The DJB group exhibited body weight and food intake comparable to those of the sham group at all postoperative time points. The FBG level and area under the curve for the OGTT and ipPTT were significantly lower in the DJB group. The DJB group exhibited higher fasting and postprandial serum TBA levels than the sham group at both 2 and 8 wk postoperatively. At 8 wk after surgery, the DJB group showed higher intraluminal TBA concentration, upregulated mRNA expression of FXR and SHP, and elevated protein expression of SIRT1 and p-AMPK in the descending and horizontal segments of the duodenum. Activation of FXR and TGR5 receptors by GW4064 and INT-777 increased the mRNA and protein expression of SIRT1 and promoted the phosphorylation of AMPK in IEC-6 cells.
DJB elevates intraduodenal BA levels and activates the duodenal BA signaling pathway, which may upregulate duodenal SIRT1 and further contribute to improved glucose homeostasis after DJB.
十二指肠空肠旁路(DJB)后糖尿病缓解的机制仍不清楚。在 DJB 手术中,十二指肠被排除在外。然而,十二指肠已成为葡萄糖稳态的重要调节剂,升高的十二指肠 SIRT1 可导致肝胰岛素敏感性改善。DJB 后,十二指肠中的胆汁酸(BA)不能与摄入的食物混合和稀释。BA 受体的激活可促进许多组织中 SIRT1 的表达。我们假设 BA 介导的 SIRT1 上调可能有助于 DJB 后的糖尿病控制。
研究 DJB 对十二指肠 SIRT1 表达的手术影响,并揭示 BA 和 SIRT1 之间的潜在联系。

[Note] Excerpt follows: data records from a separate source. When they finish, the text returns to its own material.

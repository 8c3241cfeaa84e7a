use crate::response_parser::PollResult;
use chrono::{DateTime, Local};
use serde_derive::Serialize;
use std::time::Duration;

const PLACEHOLDER: &str = "loading";
const OFFLINE_ALERT: &str = "offline";

/// Everything the power sensor knows about its inverter between polls.
#[derive(Debug, Clone, PartialEq)]
pub struct DeviceState {
    pub firmware_version: String,
    pub inverter_model: String,
    pub serial_number: String,
    pub instant_power_watts: i64,
    /// Highest power seen since the sensor was created.
    pub max_power_watts: i64,
    pub energy_today_kwh: f64,
    pub alerts: String,
    pub last_updated: Option<DateTime<Local>>,
    pub next_poll_at: Option<DateTime<Local>>,
}

impl Default for DeviceState {
    fn default() -> Self {
        Self {
            firmware_version: PLACEHOLDER.to_string(),
            inverter_model: PLACEHOLDER.to_string(),
            serial_number: PLACEHOLDER.to_string(),
            instant_power_watts: 0,
            max_power_watts: 0,
            energy_today_kwh: 0.0,
            alerts: PLACEHOLDER.to_string(),
            last_updated: None,
            next_poll_at: None,
        }
    }
}

impl DeviceState {
    /// Whether an update call at `now` should reach the inverter.
    pub fn poll_due(&self, now: DateTime<Local>) -> bool {
        match self.next_poll_at {
            None => true,
            Some(next) => now >= next,
        }
    }

    pub fn apply_reading(&mut self, reading: &PollResult, now: DateTime<Local>, interval: Duration) {
        self.last_updated = Some(now);
        // An interval beyond the calendar range leaves the next poll due
        self.next_poll_at = chrono::Duration::from_std(interval)
            .ok()
            .and_then(|interval| now.checked_add_signed(interval));

        self.firmware_version = reading.firmware_version.clone();
        self.inverter_model = reading.inverter_model.clone();
        self.serial_number = reading.serial_number.clone();
        self.energy_today_kwh = reading.energy_today_kwh;
        self.alerts = reading.alerts.clone();
        self.instant_power_watts = reading.instant_power_watts;
        self.max_power_watts = self.max_power_watts.max(reading.instant_power_watts);
    }

    /// The inverter answered without data, which it does at night. The daily
    /// counter is cleared once the date has moved on since the last reading.
    pub fn apply_offline(&mut self, now: DateTime<Local>) {
        self.instant_power_watts = 0;
        if let Some(last) = self.last_updated {
            if now.date_naive() != last.date_naive() {
                self.energy_today_kwh = 0.0;
            }
        }
        self.alerts = OFFLINE_ALERT.to_string();
    }

    pub fn attributes(&self) -> DeviceAttributes {
        DeviceAttributes {
            firmware_version: self.firmware_version.clone(),
            inverter_model: self.inverter_model.clone(),
            serial_number: self.serial_number.clone(),
            kwh_today: self.energy_today_kwh,
            max_power: self.max_power_watts,
            alerts: self.alerts.clone(),
            last_updated: self.last_updated,
            reload_at: self.next_poll_at,
        }
    }
}

/// Extra state attributes published alongside the power reading.
#[derive(Debug, Clone, PartialEq, Serialize)]
pub struct DeviceAttributes {
    pub firmware_version: String,
    pub inverter_model: String,
    pub serial_number: String,
    pub kwh_today: f64,
    pub max_power: i64,
    pub alerts: String,
    pub last_updated: Option<DateTime<Local>>,
    pub reload_at: Option<DateTime<Local>>,
}

#[cfg(test)]
mod tests {
    use super::*;
    use chrono::TimeZone;

    fn at(day: u32, hour: u32, minute: u32, second: u32) -> DateTime<Local> {
        Local
            .with_ymd_and_hms(2024, 6, day, hour, minute, second)
            .unwrap()
    }

    fn reading(power: i64, kwh_today: f64) -> PollResult {
        PollResult {
            serial_number: "1234567890123456".to_string(),
            firmware_version: "FW1.2".to_string(),
            inverter_model: "ModelX".to_string(),
            temperature: 21.5,
            instant_power_watts: power,
            energy_today_kwh: kwh_today,
            energy_total_kwh: 1520.4,
            alerts: "none".to_string(),
        }
    }

    const INTERVAL: Duration = Duration::from_secs(20);

    #[test]
    fn test_initial_state() {
        let state = DeviceState::default();
        assert_eq!(state.firmware_version, "loading");
        assert_eq!(state.serial_number, "loading");
        assert_eq!(state.instant_power_watts, 0);
        assert!(state.next_poll_at.is_none());
        assert!(state.poll_due(at(1, 12, 0, 0)));
    }

    #[test]
    fn test_apply_reading_schedules_next_poll() {
        let mut state = DeviceState::default();
        let now = at(1, 12, 0, 0);
        state.apply_reading(&reading(306, 3.2), now, INTERVAL);

        assert_eq!(state.last_updated, Some(now));
        assert_eq!(state.next_poll_at, Some(at(1, 12, 0, 20)));
        assert_eq!(state.instant_power_watts, 306);
        assert_eq!(state.energy_today_kwh, 3.2);
        assert_eq!(state.inverter_model, "ModelX");

        assert!(!state.poll_due(at(1, 12, 0, 19)));
        assert!(state.poll_due(at(1, 12, 0, 20)));
        assert!(state.poll_due(at(1, 12, 1, 0)));
    }

    #[test]
    fn test_apply_reading_with_out_of_range_interval() {
        let mut state = DeviceState::default();
        let now = at(1, 12, 0, 0);
        state.apply_reading(&reading(306, 3.2), now, Duration::from_secs(u64::MAX));

        assert_eq!(state.last_updated, Some(now));
        assert_eq!(state.instant_power_watts, 306);
        assert!(state.next_poll_at.is_none());
        assert!(state.poll_due(at(1, 12, 0, 1)));
    }

    #[test]
    fn test_max_power_is_a_watermark() {
        let mut state = DeviceState::default();
        let powers = [120, 850, 400, 850, 0, 910, 30];
        let mut previous = 0;
        for (i, power) in powers.iter().enumerate() {
            state.apply_reading(&reading(*power, 1.0), at(1, 12, i as u32, 0), INTERVAL);
            assert!(state.max_power_watts >= previous);
            previous = state.max_power_watts;
        }
        assert_eq!(state.max_power_watts, 910);
        assert_eq!(state.instant_power_watts, 30);
    }

    #[test]
    fn test_offline_zeroes_power_same_day() {
        let mut state = DeviceState::default();
        state.apply_reading(&reading(500, 4.5), at(1, 18, 0, 0), INTERVAL);

        state.apply_offline(at(1, 22, 0, 0));
        assert_eq!(state.instant_power_watts, 0);
        assert_eq!(state.energy_today_kwh, 4.5);
        assert_eq!(state.alerts, "offline");
        assert_eq!(state.max_power_watts, 500);
    }

    #[test]
    fn test_offline_next_day_resets_daily_energy() {
        let mut state = DeviceState::default();
        state.apply_reading(&reading(500, 4.5), at(1, 18, 0, 0), INTERVAL);

        state.apply_offline(at(2, 5, 0, 0));
        assert_eq!(state.energy_today_kwh, 0.0);
        assert_eq!(state.instant_power_watts, 0);
    }

    #[test]
    fn test_offline_does_not_reschedule() {
        let mut state = DeviceState::default();
        state.apply_reading(&reading(500, 4.5), at(1, 18, 0, 0), INTERVAL);
        state.apply_offline(at(1, 18, 0, 30));

        assert_eq!(state.last_updated, Some(at(1, 18, 0, 0)));
        assert_eq!(state.next_poll_at, Some(at(1, 18, 0, 20)));
    }

    #[test]
    fn test_offline_before_first_reading() {
        let mut state = DeviceState::default();
        state.apply_offline(at(1, 3, 0, 0));
        assert_eq!(state.instant_power_watts, 0);
        assert_eq!(state.energy_today_kwh, 0.0);
        assert_eq!(state.alerts, "offline");
        assert!(state.poll_due(at(1, 3, 0, 1)));
    }

    #[test]
    fn test_attributes_serialise() {
        let mut state = DeviceState::default();
        state.apply_reading(&reading(306, 3.2), at(1, 12, 0, 0), INTERVAL);

        let value = serde_json::to_value(state.attributes()).unwrap();
        assert_eq!(value["firmware_version"], "FW1.2");
        assert_eq!(value["serial_number"], "1234567890123456");
        assert_eq!(value["kwh_today"], 3.2);
        assert_eq!(value["max_power"], 306);
        assert_eq!(value["alerts"], "none");
        assert!(value["last_updated"].is_string());
        assert!(value["reload_at"].is_string());
    }
}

将 20 只糖尿病大鼠随机分为假手术( = 10)和 DJB( = 10)组。相应地测量体重、食物摄入量、空腹血糖(FBG)、血清和十二指肠总 BA(TBA)水平。口服葡萄糖耐量试验(OGTT)和腹腔内丙酮酸耐量试验(ipPTT)用于评估手术对全身葡萄糖处置和肝糖异生的影响。术后 8 周评估十二指肠黏膜中 BA 信号通路的关键基因,包括法尼醇 X 受体(FXR)、小异二聚体伴侣(SHP)和 Takeda G 蛋白偶联受体 5(TGR5),通过实时定量聚合酶链反应。通过 Western 印迹评估十二指肠 SIRT1、AMPK 和磷酸化 AMPK(p-AMPK)水平。用 GW4064 和 INT-777 处理大鼠小肠上皮 IEC-6 细胞,以验证 BA 对肠细胞中 SIRT1 表达的影响。
DJB 组在所有术后时间点的体重和食物摄入量均与假手术组相当。FBG 水平以及 OGTT 和 ipPTT 的曲线下面积在 DJB 组明显降低。DJB 组术后 2 周和 8 周时空腹和餐后血清 TBA 水平均高于假手术组。术后 8 周时,DJB 组十二指肠降段和水平段 TBA 浓度升高,FXR 和 SHP mRNA 表达上调,SIRT1 和 p-AMPK 蛋白表达升高。GW4064 和 INT-777 激活 FXR 和 TGR5 受体可增加 IEC-6 细胞中 SIRT1 的 mRNA 和蛋白表达,并促进 AMPK 的磷酸化。
DJB 可升高十二指肠 BA 水平并激活十二指肠 BA 信号通路,这可能上调十二指肠 SIRT1,进一步有助于 DJB 后葡萄糖稳态的改善。